A power flow that doesn’t converge is annoying, to say the least. For one, any information you try to use from a **non-convergent solution** is moot and questionable (recall that a power flow is a solution of a set of equations representing Kirchhoff’s Laws for electric circuits) since the condition it represents may not be physically possible. So what then to do about it?

There are two basic approaches: (1) to tweak the **modeling** so that convergence is more likely, or (2) tweak the **algorithm** to reduce or eliminate the inclination to diverge.

**Modeling tweaks**

Over years and years of use of (and **frustration** with) power flow solutions, a number of modeling tweaks have provided some relief from non-convergence. If you only have access to commercial software and do not have influence on the developers to try your ideas for improving the solution, then data input tweaks are all you have. Following is a short, and a not by far comprehensive, **list**:

- Change the
**swing bus**. The swing bus for the power flow is primarily required by the numerical solution rather than by the physical nature of the power system. Although I have heard planners talk about the swing bus as load-following generation, the power flow solution does not need to have load-following capability. The power flow needs to have at least one swing bus, and you can choose any one you want for numerical reasons. Changing the choice of swing bus may sometimes help convergence where it is otherwise difficult. Usually this works when you are applying a contingency, such as a line outage, to a previously converged power flow. **Check for local controls.**Commercialized power flow software may include features that permit automatic switching of bus shunts, transformer taps, DC controls and phase shifters, or remote control of bus voltages that are in fact modifications of the Newton power flow equations. But rather than add these local controls into the power flow equations, these are applied on a**heuristic**basis with the typical heuristic being something like — “if the change in /V/ is less than a parameter x, then change the tap, and reformulate the power flow solution”. In essence, the power flow is solved multiple times, once before the local controls are applied, and repeatedly after each heuristic condition for a local control is met. This then brings up two causes for nonconvergence:**Oscillatory iteration**. The solution switches back and forth from one set of heuristics to another without converging. This can occur often with conflicting local objectives where for example a switched shunt and a transformer tap are controlling voltage at the same bus but for different setpoints. To address this,**manually check data**for settings of transformer taps, phase shifters, switched shunts for oscillatory iteration. Since these controls are local, identifying interacting controls may be a matter of observing the convergence monitor of the power flow and identifying any repetitive adjustments of local controls.**Bad matrix formulation**. This occurs when local controls are applied to change the Jacobian directly and the new Jacobian is near singular. This occurs most frequently when using a generator to**control voltage at a remote bus**. Removing the remote bus control and reverting to the standard model of having the generator control its own bus eliminates this source of non-convergence.

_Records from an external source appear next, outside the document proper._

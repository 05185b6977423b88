//! Sequential execution of a deployment plan
//!
//! Steps run strictly in plan order: each step may depend on the addresses of
//! the steps before it, and all transactions share the signer's nonce. The
//! first failure aborts the run; confirmed steps stay deployed and are
//! reported as partial progress.

use std::{collections::BTreeMap, future::Future, time::Duration};

use tracing::{debug, info, warn};

use crate::{
    artifacts::ArtifactSource,
    chain::Chain,
    errors::{ScriptError, StepFailure},
    plan::DeploymentPlan,
    solidity::AddressBook,
    types::{
        DeployedArtifact, DeploymentReport, DeploymentStep, ExternalAddresses, Receipt, RunStatus,
        SignerContext, StepStatus, TxRequest,
    },
};

/// Executes deployment plans against a chain
pub struct Orchestrator<'a, C, A> {
    /// The chain to deploy to
    chain: &'a C,
    /// The source of contract bytecode
    artifacts: &'a A,
    /// Addresses supplied by configuration
    externals: ExternalAddresses,
    /// How long to wait for each receipt
    confirmation_timeout: Duration,
}

impl<'a, C: Chain, A: ArtifactSource> Orchestrator<'a, C, A> {
    /// Constructor
    pub fn new(
        chain: &'a C,
        artifacts: &'a A,
        externals: ExternalAddresses,
        confirmation_timeout: Duration,
    ) -> Self {
        Self {
            chain,
            artifacts,
            externals,
            confirmation_timeout,
        }
    }

    /// Execute every step of the plan.
    ///
    /// Returns an error only if the run could not start; step failures are
    /// recorded in the report.
    pub async fn execute(&self, plan: &DeploymentPlan) -> Result<DeploymentReport, ScriptError> {
        self.execute_until(plan, std::future::pending::<()>()).await
    }

    /// Execute every step of the plan, aborting if `shutdown` resolves first
    pub async fn execute_until<F: Future>(
        &self,
        plan: &DeploymentPlan,
        shutdown: F,
    ) -> Result<DeploymentReport, ScriptError> {
        let mut signer = self.chain.signer_context().await?;
        info!(
            deployer = %signer.address,
            chain_id = signer.chain_id,
            nonce = signer.next_nonce,
            steps = plan.len(),
            "starting deployment"
        );

        let mut report = DeploymentReport {
            status: RunStatus::Pending,
            steps: vec![StepStatus::Pending; plan.len()],
            artifacts: Vec::with_capacity(plan.len()),
            failure: None,
        };

        tokio::pin!(shutdown);
        report.status = RunStatus::Running;
        for (index, step) in plan.steps().iter().enumerate() {
            let status = &mut report.steps[index];
            let result = tokio::select! {
                res = self.run_step(step, &report.artifacts, &mut signer, status) => res,
                _ = &mut shutdown => Err(ScriptError::Cancelled),
            };

            match result {
                Ok(artifact) => {
                    report.steps[index] = StepStatus::Confirmed;
                    report.artifacts.push(artifact);
                }
                Err(error) => {
                    warn!(step = index + 1, label = %step.label, %error, "aborting deployment");
                    report.steps[index] = StepStatus::Failed;
                    report.status = RunStatus::Aborted;
                    report.failure = Some(StepFailure {
                        index,
                        label: step.label.clone(),
                        contract: step.contract.clone(),
                        error,
                    });
                    return Ok(report);
                }
            }
        }

        report.status = RunStatus::Completed;
        info!(deployed = report.artifacts.len(), "deployment complete");
        Ok(report)
    }

    /// Deploy a single step, then call its initializer if it has one
    async fn run_step(
        &self,
        step: &DeploymentStep,
        deployed: &[DeployedArtifact],
        signer: &mut SignerContext,
        status: &mut StepStatus,
    ) -> Result<DeployedArtifact, ScriptError> {
        let book = AddressBook::new(deployed, &self.externals);
        let artifact = self.artifacts.resolve(&step.contract)?;

        let libraries = step
            .libraries
            .iter()
            .map(|(library, id)| Ok((library.clone(), book.step(*id)?)))
            .collect::<Result<BTreeMap<_, _>, ScriptError>>()?;
        let code = artifact.link(&libraries)?;
        let ctor_args = book.encode_constructor_args(&artifact, &step.args)?;
        let init_code = [&code[..], &ctor_args[..]].concat();

        let receipt = self
            .transact(TxRequest::Create { code: init_code.into() }, signer, status)
            .await?;
        let address = receipt.contract_address.ok_or_else(|| {
            ScriptError::Submission(format!(
                "receipt of {:#x} has no contract address",
                receipt.tx_hash
            ))
        })?;

        println!("[{}] {} deployed to: {:#x}", step.kind, step.label, address);
        info!(label = %step.label, %address, tx_hash = %receipt.tx_hash, "step confirmed");

        let mut initializer_tx_hash = None;
        if let Some(call) = &step.initializer {
            let input = book.encode_call(call)?;
            let init_receipt = self
                .transact(TxRequest::Call { to: address, input }, signer, status)
                .await?;
            println!("[initializer] {} called on {}", call.signature, step.label);
            initializer_tx_hash = Some(init_receipt.tx_hash);
        }

        Ok(DeployedArtifact {
            label: step.label.clone(),
            contract: step.contract.clone(),
            kind: step.kind,
            address,
            tx_hash: receipt.tx_hash,
            initializer_tx_hash,
        })
    }

    /// Submit a transaction and wait for it to be included successfully
    async fn transact(
        &self,
        tx: TxRequest,
        signer: &mut SignerContext,
        status: &mut StepStatus,
    ) -> Result<Receipt, ScriptError> {
        let tx_hash = self.bounded(self.chain.submit(&tx, signer)).await?;
        *status = StepStatus::Submitted;
        debug!(tx_hash = %tx_hash, "transaction submitted");

        let receipt = self.bounded(self.chain.wait_for_receipt(tx_hash)).await?;
        if !receipt.success {
            return Err(ScriptError::Revert(tx_hash));
        }

        Ok(receipt)
    }

    /// Await a chain operation, bounded by the confirmation timeout
    async fn bounded<T>(
        &self,
        operation: impl Future<Output = Result<T, ScriptError>>,
    ) -> Result<T, ScriptError> {
        tokio::time::timeout(self.confirmation_timeout, operation)
            .await
            .map_err(|_| ScriptError::ConfirmationTimeout(self.confirmation_timeout))?
    }
}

**Equivalence**remote portions of the power flow model to reduce “**spread**” or diversity. Spread here refers to the range in values for branch impedances on the model base MVA. Low voltage branches tend to have high per unit impedances. When combined with high voltage impedance in the admittance matrix, the large values tend to swamp the low values leading to difficult convergence or non-convergence.- Reduce the Newton
**acceleration factor**to slow down any potential divergence and remain within feasible space. - Increase the
**iteration limit**in cases where convergence is slow. - Increase
**mismatch tolerance**in cases with high diversity, slow convergence or near voltage collapse. **Open reactive limits**, especially at generators. This effectively increases the feasible space.

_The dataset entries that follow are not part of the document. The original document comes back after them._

//! Construction of deployment plans, either programmatically or from a JSON file
//!
//! A plan is an ordered list of steps in which every address reference points
//! at an earlier step. The builder enforces this by only handing out a
//! [`StepId`] once the referenced step has been appended.

use std::{
    collections::{BTreeMap, HashMap},
    fs,
    path::Path,
    str::FromStr,
};

use alloy::{
    dyn_abi::DynSolValue,
    hex,
    primitives::{Address, U256},
};
use itertools::Itertools;
use serde::Deserialize;

use crate::{
    errors::ScriptError,
    types::{Argument, ArtifactKind, DeploymentStep, FunctionCall, StepId},
};

/// An ordered, dependency-respecting list of deployment steps
#[derive(Debug, Clone, Default, PartialEq)]
pub struct DeploymentPlan {
    /// The steps, in execution order
    steps: Vec<DeploymentStep>,
}

impl DeploymentPlan {
    /// An empty plan
    pub fn new() -> Self {
        Self::default()
    }

    /// Append a step, returning the handle by which later steps refer to it.
    ///
    /// Rejects duplicate labels, and references to steps that are not already
    /// in the plan (which can only arise from handles minted by another plan).
    pub fn push(&mut self, step: DeploymentStep) -> Result<StepId, ScriptError> {
        let id = StepId(self.steps.len());
        if let Some(bad) = step.step_refs().into_iter().find(|r| *r >= id) {
            return Err(ScriptError::InvalidPlan(format!(
                "step `{}` refers to step {} which does not precede it",
                step.label,
                bad.index() + 1
            )));
        }
        if self.steps.iter().any(|s| s.label == step.label) {
            return Err(ScriptError::InvalidPlan(format!(
                "duplicate step label `{}`",
                step.label
            )));
        }

        self.steps.push(step);
        Ok(id)
    }

    /// The steps, in execution order
    pub fn steps(&self) -> &[DeploymentStep] {
        &self.steps
    }

    /// The number of steps
    pub fn len(&self) -> usize {
        self.steps.len()
    }

    /// Whether the plan has no steps
    pub fn is_empty(&self) -> bool {
        self.steps.is_empty()
    }

    /// The handle of the step with the given label
    pub fn find(&self, label: &str) -> Option<StepId> {
        self.steps.iter().position(|s| s.label == label).map(StepId)
    }

    /// Render an argument for display, naming referenced steps by label
    pub fn describe(&self, arg: &Argument) -> String {
        match arg {
            Argument::Step(id) => match self.steps.get(id.index()) {
                Some(step) => format!("<{}>", step.label),
                None => format!("<step {}>", id.index() + 1),
            },
            Argument::External(name) => format!("${name}"),
            Argument::Value(value) => describe_value(value),
            Argument::Call(call) => self.describe_call(call),
        }
    }

    /// Render a function call for display
    pub fn describe_call(&self, call: &FunctionCall) -> String {
        let name = call.signature.split('(').next().unwrap_or_default();
        format!("{}({})", name, call.args.iter().map(|a| self.describe(a)).join(", "))
    }

    /// Render the whole plan, one line per step
    pub fn summary(&self) -> Vec<String> {
        self.steps
            .iter()
            .enumerate()
            .map(|(i, step)| {
                let mut line = format!("{}. [{}] {}", i + 1, step.kind, step.label);
                if step.label != step.contract {
                    line.push_str(&format!(" ({})", step.contract));
                }
                if !step.args.is_empty() {
                    let args = step.args.iter().map(|a| self.describe(a)).join(", ");
                    line.push_str(&format!(" args: {args}"));
                }
                if !step.libraries.is_empty() {
                    let links = step
                        .libraries
                        .iter()
                        .map(|(lib, id)| format!("{lib}={}", self.describe(&Argument::Step(*id))))
                        .join(", ");
                    line.push_str(&format!(" links: {links}"));
                }
                if let Some(init) = &step.initializer {
                    line.push_str(&format!(" then {}", self.describe_call(init)));
                }
                line
            })
            .collect()
    }

    /// Load a plan from a JSON plan file
    pub fn from_file(path: &Path) -> Result<Self, ScriptError> {
        let contents = fs::read_to_string(path)
            .map_err(|e| ScriptError::ReadFile(format!("{}: {}", path.display(), e)))?;
        Self::from_json(&contents)
    }

    /// Parse a plan from JSON, resolving step references by label against
    /// the steps that precede each step
    pub fn from_json(json: &str) -> Result<Self, ScriptError> {
        let file: PlanFile =
            serde_json::from_str(json).map_err(|e| ScriptError::InvalidPlan(e.to_string()))?;

        let mut plan = DeploymentPlan::new();
        let mut labels = HashMap::new();
        for spec in file.steps {
            let label = spec.label.clone().unwrap_or_else(|| spec.contract.clone());
            let step = spec.into_step(&label, &labels)?;
            let id = plan.push(step)?;
            labels.insert(label, id);
        }

        Ok(plan)
    }
}

/// Render a literal ABI value for display
fn describe_value(value: &DynSolValue) -> String {
    match value {
        DynSolValue::Address(a) => format!("{a:#x}"),
        DynSolValue::Bool(b) => b.to_string(),
        DynSolValue::Uint(v, _) => v.to_string(),
        DynSolValue::Int(v, _) => v.to_string(),
        DynSolValue::String(s) => format!("{s:?}"),
        DynSolValue::Bytes(b) => format!("0x{}", hex::encode(b)),
        other => format!("{other:?}"),
    }
}

// -------------
// | Plan file |
// -------------

/// The JSON representation of a plan
#[derive(Deserialize)]
struct PlanFile {
    /// The steps, in execution order
    steps: Vec<StepSpec>,
}

/// The JSON representation of a step
#[derive(Deserialize)]
#[serde(deny_unknown_fields)]
struct StepSpec {
    /// The contract name
    contract: String,
    /// The step label, defaulting to the contract name
    #[serde(default)]
    label: Option<String>,
    /// Whether a contract or library is deployed
    #[serde(default)]
    kind: ArtifactKind,
    /// The constructor arguments
    #[serde(default)]
    args: Vec<ArgSpec>,
    /// Library names mapped to the labels of the steps deploying them
    #[serde(default)]
    libraries: BTreeMap<String, String>,
    /// The post-deploy call
    #[serde(default)]
    initializer: Option<CallSpec>,
}

/// The JSON representation of an argument; literals are written as strings
#[derive(Deserialize)]
#[serde(rename_all = "snake_case")]
enum ArgSpec {
    /// The address of the earlier step with this label
    Step(String),
    /// A configured address
    External(String),
    /// A literal address
    Address(String),
    /// A decimal or `0x`-prefixed hex integer
    Uint(String),
    /// A literal boolean
    Bool(bool),
    /// A literal string
    String(String),
    /// Hex-encoded bytes
    Bytes(String),
    /// An encoded function call, passed as `bytes`
    Call(CallSpec),
}

/// The JSON representation of a function call
#[derive(Deserialize)]
struct CallSpec {
    /// The human-readable signature
    signature: String,
    /// The call arguments
    #[serde(default)]
    args: Vec<ArgSpec>,
}

impl StepSpec {
    /// Resolve the step's references against the labels of earlier steps
    fn into_step(
        self,
        label: &str,
        labels: &HashMap<String, StepId>,
    ) -> Result<DeploymentStep, ScriptError> {
        let mut step = match self.kind {
            ArtifactKind::Contract => DeploymentStep::contract(&self.contract),
            ArtifactKind::Library => DeploymentStep::library(&self.contract),
        }
        .with_label(label);

        for arg in self.args {
            step = step.arg(arg.into_argument(labels)?);
        }
        for (library, target) in self.libraries {
            step = step.link(&library, lookup(&target, labels)?);
        }
        if let Some(init) = self.initializer {
            step.initializer = Some(init.into_call(labels)?);
        }

        Ok(step)
    }
}

impl ArgSpec {
    /// Resolve the argument's references
    fn into_argument(self, labels: &HashMap<String, StepId>) -> Result<Argument, ScriptError> {
        Ok(match self {
            ArgSpec::Step(label) => Argument::Step(lookup(&label, labels)?),
            ArgSpec::External(name) => Argument::External(name),
            ArgSpec::Address(s) => {
                let address = Address::from_str(&s)
                    .map_err(|e| ScriptError::InvalidPlan(format!("address {s}: {e}")))?;
                Argument::address(address)
            }
            ArgSpec::Uint(s) => {
                let value = U256::from_str(&s)
                    .map_err(|e| ScriptError::InvalidPlan(format!("uint {s}: {e}")))?;
                Argument::Value(DynSolValue::Uint(value, 256))
            }
            ArgSpec::Bool(b) => Argument::Value(DynSolValue::Bool(b)),
            ArgSpec::String(s) => Argument::Value(DynSolValue::String(s)),
            ArgSpec::Bytes(s) => {
                let bytes = hex::decode(&s)
                    .map_err(|e| ScriptError::InvalidPlan(format!("bytes {s}: {e}")))?;
                Argument::Value(DynSolValue::Bytes(bytes))
            }
            ArgSpec::Call(call) => Argument::Call(call.into_call(labels)?),
        })
    }
}

impl CallSpec {
    /// Resolve the call's references
    fn into_call(self, labels: &HashMap<String, StepId>) -> Result<FunctionCall, ScriptError> {
        let args = self
            .args
            .into_iter()
            .map(|a| a.into_argument(labels))
            .collect::<Result<Vec<_>, _>>()?;
        Ok(FunctionCall { signature: self.signature, args })
    }
}

/// Find an earlier step by label
fn lookup(label: &str, labels: &HashMap<String, StepId>) -> Result<StepId, ScriptError> {
    labels.get(label).copied().ok_or_else(|| {
        ScriptError::InvalidPlan(format!("`{label}` does not name an earlier step"))
    })
}

#[cfg(test)]
mod tests {
    use super::*;

    const PLAN: &str = r#"{
        "steps": [
            { "contract": "Utils", "kind": "library" },
            { "contract": "Registry", "libraries": { "Utils": "Utils" } },
            {
                "contract": "TransparentUpgradeableProxy",
                "label": "RegistryProxy",
                "args": [
                    { "step": "Registry" },
                    { "external": "admin" },
                    { "call": { "signature": "initialize(uint256)", "args": [{ "uint": "7" }] } }
                ]
            }
        ]
    }"#;

    #[test]
    fn test_parse_plan_file() {
        let plan = DeploymentPlan::from_json(PLAN).unwrap();
        assert_eq!(plan.len(), 3);

        let steps = plan.steps();
        assert_eq!(steps[0].kind, ArtifactKind::Library);
        assert_eq!(steps[1].libraries.get("Utils"), Some(&StepId(0)));
        assert_eq!(steps[2].label, "RegistryProxy");
        assert_eq!(steps[2].contract, "TransparentUpgradeableProxy");
        assert_eq!(steps[2].args[0], Argument::Step(StepId(1)));
        assert_eq!(steps[2].args[1], Argument::external("admin"));
        assert_eq!(plan.find("RegistryProxy"), Some(StepId(2)));
    }

    #[test]
    fn test_forward_reference_rejected() {
        let json = r#"{ "steps": [
            { "contract": "Registry", "libraries": { "Utils": "Utils" } },
            { "contract": "Utils", "kind": "library" }
        ] }"#;

        assert!(matches!(
            DeploymentPlan::from_json(json),
            Err(ScriptError::InvalidPlan(msg)) if msg.contains("Utils")
        ));
    }

    #[test]
    fn test_self_reference_rejected() {
        let json = r#"{ "steps": [
            { "contract": "Registry", "args": [{ "step": "Registry" }] }
        ] }"#;
        assert!(DeploymentPlan::from_json(json).is_err());
    }

    #[test]
    fn test_duplicate_label_rejected() {
        let json = r#"{ "steps": [
            { "contract": "Utils", "kind": "library" },
            { "contract": "Utils", "kind": "library" }
        ] }"#;
        assert!(matches!(
            DeploymentPlan::from_json(json),
            Err(ScriptError::InvalidPlan(msg)) if msg.contains("duplicate")
        ));
    }

    #[test]
    fn test_foreign_step_id_rejected() {
        let mut plan = DeploymentPlan::new();
        let err = plan
            .push(DeploymentStep::contract("Registry").link("Utils", StepId(3)))
            .unwrap_err();
        assert!(matches!(err, ScriptError::InvalidPlan(_)));
    }

    #[test]
    fn test_summary_names_steps_by_label() {
        let plan = DeploymentPlan::from_json(PLAN).unwrap();
        let summary = plan.summary();

        assert_eq!(summary[0], "1. [library] Utils");
        assert_eq!(summary[1], "2. [contract] Registry links: Utils=<Utils>");
        assert_eq!(
            summary[2],
            "3. [contract] RegistryProxy (TransparentUpgradeableProxy) args: <Registry>, $admin, initialize(7)"
        );
    }
}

If you’re thinking of trying any one or several of the above tweaks, be forewarned that these are hit-or-miss affairs. If you’ve run out of ideas, options or patience, it may be time to consider another commercial package with a new formulation or **write your own** power flow solver.

**Algorithm tweaks**

One of the aspects of the Newton power flow is that it uses complex variables that account for real and reactive power flow. A neat approximation is to assume that only the real power flow matters. Add to this further approximations on the R/X ratio of transmission lines, and the voltage drop in conductors and WALA! you have the **DC or linear power flow**. The DC power flow is a marvel of simplication. Just MW generation to match MW load and losses, and the resulting equations can be solved directly, not iteratively. No more annoying divergence. The DC power flow allows for a multitude of analyses that can be done quickly without ever even thinking about non-convergence. That’s just analyst heaven.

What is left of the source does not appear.